Ponad 1 100 ludzi zatrzymały służby reżimu Alaksandra Łukaszenki podczas niedzielnych akcji protestacyjnych na Białorusi - poinformowało w nocy, aktualizując listę zatrzymanych, Centrum Praw Człowieka Wiasna. Protesty odbywały się pod hasłem "Wychodzę": to odniesienie do ostatnich słów, jakie napisał na czacie Raman Bandarenka, 31-latek pobity w Mińsku na śmierć przez zamaskowanych mężczyzn.

Do tragedii doszło w znanej z protestów przeciw Łukaszence mikrodzielnicy Mińska, nazywanej potocznie Placem Przemian. Według mieszkańców, w środowy wieczór przyjechali tam niezidentyfikowani mężczyźni w maskach i zaczęli zdejmować wywieszone tam biało-czerwono-białe flagi, używane przez środowiska opozycyjne. Raman Bandarenka odezwał się do nich: został wówczas mocno popchnięty przez jednego z mężczyzn, a później biło go już dwóch. W końcu napastnicy umieścili 31-latka mikrobusie i zawieźli na komisariat.

Półtorej godziny później karetka pogotowia zabrała Bandarenkę z komisariatu do szpitala: tam poinformowano, że mężczyzna doznał "obrażeń podczas bójki". Gdy trafił na salę operacyjną, był już nieprzytomny. Mimo kilkugodzinnej operacji jego stan już się nie poprawił i w czwartek wieczorem Raman Bandarenka zmarł.

Ponad 1 100 zatrzymanych, wśród nich: dziennikarze relacjonujący protesty

Teraz w wielu białoruskich miastach tworzone są miejsca upamiętniające 31-latka, do których ludzie przynoszą znicze i kwiaty, a w niedzielę w całym kraju odbyły się protesty pod hasłem: "Wychodzę", które było odniesieniem do ostatnich słów, jakie Bandarenka napisał na czacie.
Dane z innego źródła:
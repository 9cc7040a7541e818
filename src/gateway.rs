// SPDX-License-Identifier: MPL-2.0
// This Source Code Form is subject to the terms of the Mozilla Public
// License, v. 2.0. If a copy of the MPL was not distributed with this
// file, You can obtain one at https://mozilla.org/MPL/2.0/.

//! High-level access to the space services.

use crate::config::{GatewayConfig, HUTSCHIENE_CLIENT, RADIATOR_CLIENT};
use crate::dispatch::Dispatcher;
use crate::error::Result;
use crate::protocol::{DatagramTransport, HttpTransport, Method, UdpTransport};
use crate::response::{
    PowerConsumption, SpaceStatus, Temperature, parse_power_consumption, parse_space_status,
    parse_temperature,
};
use crate::types::{Color, LightStatus};

#[cfg(feature = "http")]
use crate::protocol::ReqwestTransport;

/// Gateway over the default `reqwest` and UDP transports.
#[cfg(feature = "http")]
pub type HttpGateway = Gateway<ReqwestTransport, UdpTransport>;

/// Entry point to the space status, power meter, radiator and lamp.
///
/// Every operation performs exactly one outbound call and resolves to
/// exactly one [`Result`]. Nothing is retried or cached.
///
/// # Type Parameters
///
/// - `H`: the [`HttpTransport`] used for HTTP services
/// - `D`: the [`DatagramTransport`] used for the lamp
///
/// # Examples
///
/// ```no_run
/// use flipdot_lib::{Gateway, GatewayConfig};
///
/// # async fn example() -> flipdot_lib::Result<()> {
/// let gateway = Gateway::new(GatewayConfig::default())?;
///
/// let status = gateway.space_status().await?;
/// if status.open {
///     println!("{} people in the space", status.visitor_count());
/// }
///
/// let temp = gateway.current_temperature().await?;
/// println!("It is {temp}");
/// # Ok(())
/// # }
/// ```
#[derive(Debug, Clone)]
pub struct Gateway<H, D = UdpTransport> {
    config: GatewayConfig,
    dispatcher: Dispatcher<H>,
    datagrams: D,
}

#[cfg(feature = "http")]
impl Gateway<ReqwestTransport, UdpTransport> {
    /// Creates a gateway using `reqwest` for HTTP and a UDP socket for the
    /// lamp.
    ///
    /// # Errors
    ///
    /// Returns error if the HTTP client cannot be created.
    pub fn new(config: GatewayConfig) -> Result<Self> {
        let http = ReqwestTransport::from_config(&config)?;
        Ok(Self::with_transports(config, http, UdpTransport::new()))
    }
}

impl<H: HttpTransport, D: DatagramTransport> Gateway<H, D> {
    /// Creates a gateway over the given transports.
    #[must_use]
    pub fn with_transports(config: GatewayConfig, http: H, datagrams: D) -> Self {
        Self {
            config,
            dispatcher: Dispatcher::new(http),
            datagrams,
        }
    }

    /// Returns the configuration.
    #[must_use]
    pub fn config(&self) -> &GatewayConfig {
        &self.config
    }

    /// Returns the HTTP transport.
    #[must_use]
    pub fn http_transport(&self) -> &H {
        self.dispatcher.transport()
    }

    /// Returns the datagram transport.
    #[must_use]
    pub fn datagram_transport(&self) -> &D {
        &self.datagrams
    }

    // ========== Space Status ==========

    /// Retrieves the current status of the space.
    ///
    /// Fields missing from the upstream payload are filled with defaults.
    ///
    /// # Errors
    ///
    /// Returns error if the request fails or the body is not valid JSON.
    pub async fn space_status(&self) -> Result<SpaceStatus> {
        self.dispatcher
            .dispatch(
                Method::Get,
                self.config.space_status_url(),
                parse_space_status,
            )
            .await
    }

    // ========== Power Meter ==========

    /// Retrieves the current power consumption in Watts.
    ///
    /// # Errors
    ///
    /// Returns error if the request fails or the meter line is malformed.
    pub async fn power_consumption(&self) -> Result<PowerConsumption> {
        self.dispatcher
            .dispatch(
                Method::Get,
                self.config.power_consumption_url(),
                parse_power_consumption,
            )
            .await
    }

    // ========== Radiator ==========

    /// Retrieves the temperature measured by the radiator control.
    ///
    /// # Errors
    ///
    /// Returns error if the request fails or the body is not an integer.
    pub async fn current_temperature(&self) -> Result<Temperature> {
        self.radiator_temperature("GetActTemp").await
    }

    /// Retrieves the temperature the radiator is set to.
    ///
    /// # Errors
    ///
    /// Returns error if the request fails or the body is not an integer.
    pub async fn target_temperature(&self) -> Result<Temperature> {
        self.radiator_temperature("GetTargetTemp").await
    }

    /// Sets the radiator target temperature in degrees Celsius.
    ///
    /// The value is sent as given, regardless of the configured
    /// [`TemperatureScale`](crate::response::TemperatureScale).
    ///
    /// # Errors
    ///
    /// Returns error if the request fails.
    pub async fn set_target_temperature(&self, celsius: f64) -> Result<()> {
        let url = format!(
            "{}?temp={celsius}",
            self.config.can_url(RADIATOR_CLIENT, Some("SetTargetTemp"))
        );
        self.dispatcher.dispatch_unit(Method::Post, &url).await
    }

    async fn radiator_temperature(&self, operation: &str) -> Result<Temperature> {
        let url = self.config.can_url(RADIATOR_CLIENT, Some(operation));
        let scale = self.config.temperature_scale();
        self.dispatcher
            .dispatch(Method::Get, &url, |body| parse_temperature(body, scale))
            .await
    }

    // ========== Lights ==========

    /// Switches the orange signal light on or off.
    ///
    /// # Errors
    ///
    /// Returns error if the request fails.
    #[deprecated(note = "the orange light has been removed from the space")]
    pub async fn set_orange_light_status(&self, status: LightStatus) -> Result<()> {
        let url = format!(
            "{}?state={}",
            self.config.can_url(HUTSCHIENE_CLIENT, Some("OrangeLight")),
            status.as_query_value()
        );
        self.dispatcher.dispatch_unit(Method::Post, &url).await
    }

    /// Sends a color to the auxiliary lamp.
    ///
    /// Channels are clamped into `0..=255`. The call returns once the
    /// datagram is handed to the socket; delivery is not confirmed.
    ///
    /// # Errors
    ///
    /// Returns error if the lamp address cannot be resolved or the datagram
    /// cannot be sent.
    pub async fn set_color(&self, color: Color) -> Result<()> {
        let addr = self.config.lamp_addr();
        let payload = color.payload();

        tracing::debug!(addr = %addr, payload = %payload, "Sending lamp color");

        self.datagrams.send_to(&addr, payload.as_bytes()).await?;
        Ok(())
    }
}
Według najnowszych danych przekazanych przez Centrum Praw Człowieka Wiasna, w czasie akcji białoruskie służby zatrzymały ponad 1 100 ludzi: znaczną większość w Mińsku, ale także w innych miastach, m.in. w Bobrujsku, Nowogródku, Witebsku, Homlu, Swietłahorsku, Grodnie i Mołodecznie.

Niezależne Białoruskie Stowarzyszenie Dziennikarzy podało natomiast, że wśród zatrzymanych było 21 dziennikarzy relacjonujących protesty. Część z nich została już zwolniona.

Według portalu Nasza Niwa, zatrzymane zostały m.in. dwie dziennikarki pracujące dla Biełsatu: Kaciaryna Andrejewa i Daria Czulcowa, które prowadziły relację z tzw. Placu Przemian, gdzie pobity został Bandarenka.

Zgromadzonych na tym placu zatrzymano, niektórych przy użyciu brutalnej siły. W mediach pojawiło się też nagranie, na którym widać, jak funkcjonariusze biją ludzi i dokonują zatrzymań przy sklepowych kasach. Portal tut.by poinformował również o przeszukaniach w pobliskich budynkach.

Media poinformowały o użyciu przez milicję wobec demonstrujących gazu łzawiącego, granatów hukowych i broni gładkolufowej. Rzeczniczka MSW Wolha Czemadanawa potwierdziła wykorzystanie "środków specjalnych", zaznaczając, że szczegóły zostaną podane w poniedziałek.

"Przemoc OMON-u i milicji dzisiaj sięgnęła granic"

Do niedzielnych wydarzeń odniosła się za pośrednictwem Telegrama opozycyjna Rada Koordynacyjna.

"Przemoc OMON-u i milicji dzisiaj sięgnęła granic. Ludzie, którzy powinni nas ochraniać, wdzierają się na klatki schodowe, do sklepów, aptek. Próbują zakazać nam wspominać zmarłych, a przemoc to jedyna broń, która została im wobec naszych kwiatów" - napisali członkowie Rady.

Białorusini protestują od ponad 3 miesięcy

Masowe demonstracje trwają na Białorusi od czasu wyborów prezydenckich z 9 sierpnia, które zdaniem protestujących zostały sfałszowane.

Uczestnicy akcji domagają się odejścia Alaksandra Łukaszenki i rozpisania nowych - uczciwych - wyborów.